Starting from the line that contains "pub use controller::ComposerView;", give back every line through the end of the listing exactly as written and no other line.
------ Source data
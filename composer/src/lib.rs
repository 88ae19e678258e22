// Keep the library silent; hosts decide what reaches stdout and stderr.
#![deny(clippy::print_stdout, clippy::print_stderr)]

//! Headless core of the landing-page composer.
//!
//! The [`Composer`] owns the draft text, the execution mode and the attached
//! images, animates the placeholder, tracks drag-and-drop, and runs the
//! auth-gated submission. It is single-owner and event driven: timers and
//! decode tasks report back through a [`ComposerEvent`] channel and the host
//! feeds those events into [`Composer::handle_event`].

mod app_event;
mod app_event_sender;
mod attachments;
mod collaborators;
mod config;
mod controller;
mod drag_drop;
mod error;
mod placeholder;

#[cfg(test)]
mod test_support;

pub use app_event::ComposerEvent;
pub use app_event_sender::ComposerEventSender;
pub use attachments::AttachmentErrorSink;
pub use attachments::DecodedBatch;
pub use attachments::FileSource;
pub use attachments::IncomingFile;
pub use attachments::LogErrorSink;
pub use collaborators::AuthGate;
pub use collaborators::Navigator;
pub use config::AttachmentLimits;
pub use config::ComposerConfig;
pub use config::DEFAULT_MAX_INPUT_ROWS;
pub use config::DEFAULT_PLACEHOLDER_PHRASES;
pub use config::PlaceholderTiming;
pub use controller::Composer;
pub use controller::ComposerCollaborators;
pub use controller::ComposerView;
pub use controller::InputResult;
pub use controller::SubmissionPhase;
pub use controller::SubmitOutcome;
pub use drag_drop::DragDropCapture;
pub use drag_drop::DragEvent;
pub use error::AttachmentError;
pub use error::ComposerError;
pub use placeholder::PLACEHOLDER_PREFIX;
pub use placeholder::Placeholder;
pub use placeholder::PlaceholderAnimator;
------------
_Written answer_:
pub use controller::ComposerView;
pub use controller::InputResult;
pub use controller::SubmissionPhase;
pub use controller::SubmitOutcome;
pub use drag_drop::DragDropCapture;
pub use drag_drop::DragEvent;
pub use error::AttachmentError;
pub use error::ComposerError;
pub use placeholder::PLACEHOLDER_PREFIX;
pub use placeholder::Placeholder;
pub use placeholder::PlaceholderAnimator;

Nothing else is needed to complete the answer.